I am new to druid and as i was exploring the druid, i was wondering if there is any way to store dynamic fields in druid like we can do in lucene. Any insights would be helpful. Thanks in advance.
Can you describe a bit more what you mean by dynamic fields? Druid supports schema-less dimensions, so you are not bound by the dimensions specified when you setup your ingestion or indexing, new dimensions are added automatically.
We just started playing with Druid for a POC.
My observation was that : If we leave the dimensions as an empty array in the realtime.spec(dimensionless schema), we were able to add new dimensions runtime.
However, if I have a set of dimensions already mentioned and then I change the dimensions in the data at runtime, those were not reflected in the queries.
Is this expected behavior ? Or is there some config we might have missed ?
Any pointers will be really helpful. Thanks !!
Yes, the behavior you mentioned is expected.
Related question: In schema-less is there a way to keep dimensions from being consumed by metrics (say I want a hyperloglog of a dim but also to keep the original dim)
I don’t think so. Aggregator dependency columns are excluded from the dimension list.
However, does your usecase really need that? if you put that dimension in the dimension list then HLL aggregator wouldn’t really aggregate multiple values at indexing time anyway, in that case, you can just remove it from indexing and use cardinality aggregator at query time to find unique counts.
Thanks Himanshu !!
So basically, druid does not adjust to dynamic dimension change unless it is dimensionless.
Does having a dimensionless schema have any performance or storage implications for queries ? For any particular kind of queries timeseries or group by ?

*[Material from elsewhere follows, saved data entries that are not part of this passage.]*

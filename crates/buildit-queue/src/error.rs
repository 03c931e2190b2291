//! Queue transport errors.

use thiserror::Error;

#[derive(Debug, Error)]
pub enum QueueError {
    #[error("amqp error: {0}")]
    Amqp(#[from] lapin::Error),

    #[error("failed to serialize message: {0}")]
    Serialize(#[from] serde_json::Error),
}

pub type QueueResult<T> = std::result::Result<T, QueueError>;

Also, if the dimensions are expected to change rarely, would it be recommended to update the dimensions and restart the realtime nodes instead of using a dimensionless schema ?
Huh I was under the impression that aggregating at index time would be a performance boost over cardinality aggregator at query time, is this not the case if I leave the dimension in? Basically I’ve got a high-cardinality id field that I was hoping to get cardinalities from quickly in a UI, while also being able to pull the ids themselves out (which I realize will be a much slower process).
If you add that field as a dimension then those rows will not get merged at index time. Each row’s HLL column will just be having one value represented inside it.
Yes, adjustment is made only if you don’t specify the dimensions explicitly. In general, There shouldn’t be any performance/storage implications in general, but IIRC, there are some corner cases when 2 rows wouldn’t get merged even if they were supposed to.
In general, it is a good idea to specify your dimensions explicitly, if you can’t do that then use the dimension-less feature.
BTW, I typed too soon on cardinality aggregator. Even if you put id in the dimension columns, HLL will be able to do the merges for rows with same ids(and other dimensions) ,so in theory will still be faster than cardinality aggregator.
Thanks for the response Himanshu. Yeah we’re basically looking at either schema-less OR index HLL to solve one of a couple of problems, and I was gonna say even with such a high cardinality field as user ids HLL is performing a lot better than the cardinality aggregator.
*while keeping the user ids
I think that if you specify a column as a metric and leave the list of dimensions empty, that same column won’t be include as a dimension by default. One workaround is to have a duplicated column in your raw data that has a different column name, although I think we should instrument a fix on the Druid side.
@Fangjin, is the fix available for this now? I want to use the same column in metrics as well as dimension.